14 Nobel Laureates urge Zuma to give Dalai Lama visa
JOHANNESBURG, South Africa (AFP) — Fourteen Nobel Peace laureates yesterday urged South Africa to grant the Dalai Lama a visa, after Chinese complaints apparently scuppered a trip by the Tibetan spiritual leader to the “Rainbow Nation”.
The Dalai Lama was to attend a summit of Nobel peace prize winners in Cape Town next month, the first-ever meeting of its kind in Africa.
But, according to an aide, he cancelled after Pretoria denied him a visa in a bid to avoid angering China, which regards the Buddhist monk as a campaigner for Tibetan independence.

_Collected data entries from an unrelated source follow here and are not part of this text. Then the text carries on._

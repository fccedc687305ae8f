//! Sub-client emission.
//!
//! Turns one [`SubClientGroup`] into source text per client flavor of the
//! session's backend. Groups are visited in order, then paths in document
//! order, then verbs in document order, so the traversal that hoists
//! anonymous models is the same on every run.

use crate::backend::ClientFlavor;
use crate::grouper::SubClientGroup;
use crate::naming::to_pascal_case;
use crate::session::GenerationSession;
use crate::signature::{MethodSignature, MethodSignatureBuilder};
use sdkgen_core::{Error, Result};

/// Rendered sub-client of one group.
#[derive(Debug, Clone, PartialEq, Eq)]
pub struct SubClient {
    /// PascalCase group name
    pub name: String,
    /// Number of generated method signatures (before sync/async expansion)
    pub method_count: usize,
    /// Source text per client flavor, in backend order
    pub sources: Vec<(ClientFlavor, String)>,
}

impl SubClient {
    /// Source text of `flavor`, if the backend emits it.
    #[must_use]
    pub fn source(&self, flavor: ClientFlavor) -> Option<&str> {
        self.sources
            .iter()
            .find(|(candidate, _)| *candidate == flavor)
            .map(|(_, source)| source.as_str())
    }
}

/// Emits sub-clients for grouped operations.
#[derive(Debug)]
pub struct SubClientEmitter<'n> {
    builder: MethodSignatureBuilder<'n>,
}

impl<'n> SubClientEmitter<'n> {
    /// Creates an emitter building signatures with `builder`.
    #[must_use]
    pub const fn new(builder: MethodSignatureBuilder<'n>) -> Self {
        Self { builder }
    }

    /// Emits one [`SubClient`] per group.
    ///
    /// # Errors
    ///
    /// Returns [`Error::PathLevelParametersUnsupported`] if any path of a
    /// group declares shared parameters, and propagates every signature and
    /// resolver error. The first error aborts the whole pass.
    pub fn emit(
        &self,
        session: &mut GenerationSession<'_>,
        groups: &[SubClientGroup<'_>],
    ) -> Result<Vec<SubClient>> {
        let mut sub_clients = Vec::with_capacity(groups.len());

        for group in groups {
            let name = to_pascal_case(&group.name);
            let signatures = self.signatures(session, group, &name)?;

            tracing::debug!(
                "Emitting sub-client {} with {} methods",
                name,
                signatures.len()
            );

            let backend = session.backend();
            let sources = backend
                .client_flavors()
                .iter()
                .map(|&flavor| {
                    let mut interface_methods = Vec::new();
                    let mut implementation_methods = Vec::new();

                    for signature in &signatures {
                        for &variant in flavor.variants() {
                            if let Some(method) = backend.interface_method(signature, variant) {
                                interface_methods.push(method);
                            }
                            implementation_methods
                                .push(backend.implementation_method(signature, variant));
                        }
                    }

                    let source = backend.sub_client_source(
                        &name,
                        flavor,
                        &interface_methods,
                        &implementation_methods,
                    );

                    (flavor, source)
                })
                .collect();

            sub_clients.push(SubClient {
                name,
                method_count: signatures.len(),
                sources,
            });
        }

        Ok(sub_clients)
    }

    fn signatures(
        &self,
        session: &mut GenerationSession<'_>,
        group: &SubClientGroup<'_>,
        name: &str,
    ) -> Result<Vec<MethodSignature>> {
        let mut signatures = Vec::with_capacity(group.operation_count());

        for (path, item) in &group.paths {
            if !item.parameters.is_empty() {
                return Err(Error::PathLevelParametersUnsupported {
                    path: (*path).to_string(),
                    group: name.to_string(),
                });
            }

            for (verb, operation) in &item.operations {
                signatures.extend(self.builder.build(session, path, verb, operation)?);
            }
        }

        Ok(signatures)
    }
}
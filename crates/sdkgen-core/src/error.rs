//! Error types for SDK generation.
//!
//! Every unsupported construct in a description document aborts the whole
//! generation pass. There is no partial output and no recovery inside a run;
//! the caller fixes the description or the settings and runs again.
//!
//! # Examples
//!
//! ```
//! use sdkgen_core::{Error, Result};
//!
//! fn check_client_name(name: &str) -> Result<()> {
//!     if name.is_empty() {
//!         return Err(Error::ConfigError {
//!             message: "Client name cannot be empty".to_string(),
//!         });
//!     }
//!     Ok(())
//! }
//!
//! let err = check_client_name("").unwrap_err();
//! assert!(err.is_config_error());
//! ```

use thiserror::Error;

/// Main error type for SDK generation.
///
/// All errors in the system use this type, providing consistent error handling
/// across all crates in the workspace.
#[derive(Error, Debug)]
pub enum Error {
    /// HTTP verb outside of GET, PUT, POST and DELETE.
    #[error("Unsupported operation kind '{verb}' on path '{path}'")]
    UnsupportedOperationKind {
        /// Path template the operation belongs to
        path: String,
        /// Verb as written in the description
        verb: String,
    },

    /// The first declared response is not a `200` or `201` response.
    #[error("Unsupported response status '{status}' for {verb} '{path}' (only 200 or 201 are supported)")]
    UnsupportedResponseStatus {
        /// Path template the operation belongs to
        path: String,
        /// HTTP verb of the operation
        verb: String,
        /// Status key of the first response
        status: String,
    },

    /// A request body declares zero or several content entries.
    #[error("Unsupported request body content count {count} for {verb} '{path}' (exactly one is supported)")]
    UnsupportedContentCount {
        /// Path template the operation belongs to
        path: String,
        /// HTTP verb of the operation
        verb: String,
        /// Number of declared content entries
        count: usize,
    },

    /// Media type other than `application/json` or `application/octet-stream`.
    #[error("Unsupported media type '{media_type}' for {verb} '{path}'")]
    UnsupportedMediaType {
        /// Path template the operation belongs to
        path: String,
        /// HTTP verb of the operation
        verb: String,
        /// Offending media type
        media_type: String,
    },

    /// Schema shape that cannot be mapped to a target type.
    ///
    /// Raised for unknown type/format pairs, unions with more than one
    /// branch, and inline objects that appear where no type name can be
    /// synthesized.
    #[error("Unsupported schema shape (type: {schema_type}, format: {format}): {reason}")]
    UnsupportedSchemaShape {
        /// Declared schema type, or `<none>`
        schema_type: String,
        /// Declared schema format, or `<none>`
        format: String,
        /// What made the shape unsupported
        reason: String,
    },

    /// Enum declared on a schema whose type is not `string`.
    #[error("Unsupported enum type '{schema_type}' on model '{model}' (only string enums are supported)")]
    UnsupportedEnumType {
        /// Model being emitted
        model: String,
        /// Declared schema type, or `<none>`
        schema_type: String,
    },

    /// Parameters declared on a path item instead of its operations.
    #[error("Path-level parameters are not supported (path '{path}' in group '{group}')")]
    PathLevelParametersUnsupported {
        /// Path template carrying shared parameters
        path: String,
        /// Sub-client group containing the path
        group: String,
    },

    /// A vendor extension is missing or has the wrong value type.
    #[error("Missing required extension '{extension}' on {location}: {reason}")]
    MissingRequiredExtension {
        /// Extension key, for example `x-name`
        extension: String,
        /// Where the extension was expected
        location: String,
        /// Why the extension could not be used
        reason: String,
    },

    /// The first operation of a path carries no tag to group by.
    #[error("Path '{path}' cannot be grouped: its first operation has no tag")]
    UntaggedPath {
        /// Path template without a tag
        path: String,
    },

    /// The operation naming strategy could not name an operation.
    #[error("Cannot name {verb} '{path}': {reason}")]
    OperationNameUnavailable {
        /// Path template of the operation
        path: String,
        /// HTTP verb of the operation
        verb: String,
        /// Why no name could be derived
        reason: String,
    },

    /// Configuration error.
    ///
    /// Raised when settings are invalid, missing required fields,
    /// or contain contradictory options.
    #[error("Configuration error: {message}")]
    ConfigError {
        /// Description of the configuration problem
        message: String,
    },

    /// Invalid argument error.
    ///
    /// Raised when CLI arguments or function parameters are invalid.
    #[error("Invalid argument: {0}")]
    InvalidArgument(String),

    /// Serialization/deserialization error.
    ///
    /// Raised when a description document cannot be decoded.
    #[error("Serialization error: {message}")]
    SerializationError {
        /// Description of the serialization failure
        message: String,
        /// Underlying serde error
        #[source]
        source: Option<serde_json::Error>,
    },

    /// Template registration or rendering failed.
    #[error("Template error in '{template}': {message}")]
    TemplateError {
        /// Template name
        template: String,
        /// Description of the failure
        message: String,
    },
}

impl Error {
    /// Builds an [`Error::UnsupportedSchemaShape`] from optional type and format.
    ///
    /// # Examples
    ///
    /// ```
    /// use sdkgen_core::Error;
    ///
    /// let err = Error::unsupported_schema(Some("integer"), Some("int64"), "no matching target type");
    /// assert!(err.to_string().contains("int64"));
    /// assert!(err.is_unsupported_construct());
    /// ```
    #[must_use]
    pub fn unsupported_schema(
        schema_type: Option<&str>,
        format: Option<&str>,
        reason: impl Into<String>,
    ) -> Self {
        Self::UnsupportedSchemaShape {
            schema_type: schema_type.unwrap_or("<none>").to_string(),
            format: format.unwrap_or("<none>").to_string(),
            reason: reason.into(),
        }
    }

    /// Returns `true` if the error reports a construct the generator cannot express.
    ///
    /// These errors are fixed by changing the description document, not
    /// the generator settings.
    ///
    /// # Examples
    ///
    /// ```
    /// use sdkgen_core::Error;
    ///
    /// let err = Error::UnsupportedOperationKind {
    ///     path: "/items".to_string(),
    ///     verb: "patch".to_string(),
    /// };
    /// assert!(err.is_unsupported_construct());
    /// ```
    #[must_use]
    pub const fn is_unsupported_construct(&self) -> bool {
        matches!(
            self,
            Self::UnsupportedOperationKind { .. }
                | Self::UnsupportedResponseStatus { .. }
                | Self::UnsupportedContentCount { .. }
                | Self::UnsupportedMediaType { .. }
                | Self::UnsupportedSchemaShape { .. }
                | Self::UnsupportedEnumType { .. }
                | Self::PathLevelParametersUnsupported { .. }
                | Self::MissingRequiredExtension { .. }
                | Self::UntaggedPath { .. }
        )
    }

    /// Returns `true` if this is a schema shape error.
    #[must_use]
    pub const fn is_schema_error(&self) -> bool {
        matches!(
            self,
            Self::UnsupportedSchemaShape { .. } | Self::UnsupportedEnumType { .. }
        )
    }

    /// Returns `true` if this is a configuration error.
    ///
    /// # Examples
    ///
    /// ```
    /// use sdkgen_core::Error;
    ///
    /// let err = Error::ConfigError {
    ///     message: "Empty namespace".to_string(),
    /// };
    /// assert!(err.is_config_error());
    /// ```
    #[must_use]
    pub const fn is_config_error(&self) -> bool {
        matches!(self, Self::ConfigError { .. } | Self::InvalidArgument(_))
    }

    /// Returns `true` if this is a template registration or rendering error.
    #[must_use]
    pub const fn is_template_error(&self) -> bool {
        matches!(self, Self::TemplateError { .. })
    }

    /// Returns `true` if this is a serialization error.
    #[must_use]
    pub const fn is_serialization_error(&self) -> bool {
        matches!(self, Self::SerializationError { .. })
    }
}

/// Result type alias for generation operations.
///
/// This is a convenience alias for `Result<T, Error>` used throughout
/// the codebase.
///
/// # Examples
///
/// ```
/// use sdkgen_core::{Result, Error};
///
/// fn validate_prefix(value: &str) -> Result<&str> {
///     if value.is_empty() {
///         return Err(Error::ConfigError {
///             message: "Prefix must not be empty".to_string(),
///         });
///     }
///     Ok(value)
/// }
///
/// assert!(validate_prefix("N").is_ok());
/// assert!(validate_prefix("").is_err());
/// ```
pub type Result<T> = std::result::Result<T, Error>;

“We are deeply concerned about the damage that will be done to South Africa’s international image by a refusal — or failure — to grant him a visa yet again,” the group said in a letter to President Jacob Zuma.
Signatories include Poland’s Lech Walesa, Bangladeshi entrepreneur Muhammad Yunus, Iranian lawyer Shirin Ebadi, Liberian activist Leymah Gbowee and Northern Irish peacemakers David Trimble and John Hume.
The Dalai Lama has applied three times in the last five years to visit the country once led by Nelson Mandela.
Each time the government has dragged its feet until the trip was called off.
China — South Africa’s biggest single trading partner, with two-way trade worth $21 billion in 2012 — regularly uses its economic and political clout to put pressure on governments around the world to limit contact with the Dalai Lama.
The Nobel summit in Cape Town on October 13-15 is backed by foundations representing four South African peace laureates: Desmond Tutu, Nelson Mandela, FW de Klerk and Albert Luthuli.
Along with the surviving South Africans –Tutu and de Klerk — the organisers say 13 individuals and eight organisations had confirmed that they would attend the summit, including former Soviet president Mikhail Gorbachev.
Previous summits have been held in cities including Rome, Paris, Chicago and Warsaw.